Agenta custom workflow features provides a playground to experiment with prompts and configurations, allowing you to fine-tune your agent.

### Defining the Configuration Schema

We'll use Pydantic to define a configuration schema:

```python
from pydantic import BaseModel, Field
from typing import Annotated
import agenta as ag
from agenta.sdk.assets import supported_llm_models

class Config(BaseModel):
system_prompt: str = prompt_system
user_prompt: str = prompt_user
model: Annotated[str, ag.MultipleChoice(choices=supported_llm_models)] = Field(default="gpt-3.5-turbo")
```

This schema lets us modify prompts and select different models directly from the playground.

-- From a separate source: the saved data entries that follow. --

//! Per-player projections and snapshot encoding.
//!
//! The canonical [`GameState`] always carries both hands; redaction is
//! the transport layer's job. `PlayerView` is the projection it ships:
//! the viewer's own hand in full, the opponent's hand reduced to a
//! count, everything public passed through untouched.
//!
//! `encode_state`/`decode_state` are compact binary helpers for
//! broadcasting canonical snapshots between trusted processes.

use im::Vector;
use serde::{Deserialize, Serialize};

use crate::core::card::Card;
use crate::core::player::{PlayerId, PlayerPair};
use crate::core::state::{CaptureGroup, GameState, ScoreDetails};
use crate::table::TableItem;

/// What one player is allowed to see.
#[derive(Clone, Debug, PartialEq, Eq, Serialize, Deserialize)]
pub struct PlayerView {
    pub viewer: PlayerId,
    /// The viewer's own cards.
    pub hand: Vec<Card>,
    /// The opponent's hand, reduced to a count.
    pub opponent_hand_size: usize,
    pub deck_size: usize,
    pub table: Vector<TableItem>,
    /// Capture piles are public knowledge.
    pub captures: PlayerPair<Vector<CaptureGroup>>,
    pub current_player: PlayerId,
    pub round: u32,
    pub scores: PlayerPair<u32>,
    pub game_over: bool,
    pub winner: Option<PlayerId>,
    pub last_capturer: Option<PlayerId>,
    pub score_details: Option<ScoreDetails>,
}

impl PlayerView {
    /// Project a canonical state for one viewer.
    #[must_use]
    pub fn of(state: &GameState, viewer: PlayerId) -> Self {
        Self {
            viewer,
            hand: state.hand(viewer).iter().copied().collect(),
            opponent_hand_size: state.hand(viewer.opponent()).len(),
            deck_size: state.deck.len(),
            table: state.table.clone(),
            captures: state.captures.clone(),
            current_player: state.current_player,
            round: state.round,
            scores: state.scores.clone(),
            game_over: state.game_over,
            winner: state.winner,
            last_capturer: state.last_capturer,
            score_details: state.score_details.clone(),
        }
    }
}

/// Encode a canonical snapshot for broadcast.
pub fn encode_state(state: &GameState) -> Result<Vec<u8>, bincode::Error> {
    bincode::serialize(state)
}

/// Decode a canonical snapshot.
pub fn decode_state(bytes: &[u8]) -> Result<GameState, bincode::Error> {
    bincode::deserialize(bytes)
}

### Updating the Generate Critique Function

We'll adjust our function to use the configuration:

```python
@ag.route("/", config_schema=Config)
@ag.instrument()
def generate_critique(pr_url: str):
diff = get_pr_diff(pr_url)
config = ag.ConfigManager.get_from_route(schema=Config)
response = litellm.completion(
model=config.model,
messages=[
{"content": config.system_prompt, "role": "system"},
{"content": config.user_prompt.format(diff=diff), "role": "user"},
],
)
return response.choices[0].message.content
```

## Serving the Application with Agenta

To set up the playground:

1. Run `agenta init` to specify your app name and API key
2. Run `agenta variant serve app.py` to create a container and connect it to Agenta

This builds and serves your application, making it accessible through Agenta's playground.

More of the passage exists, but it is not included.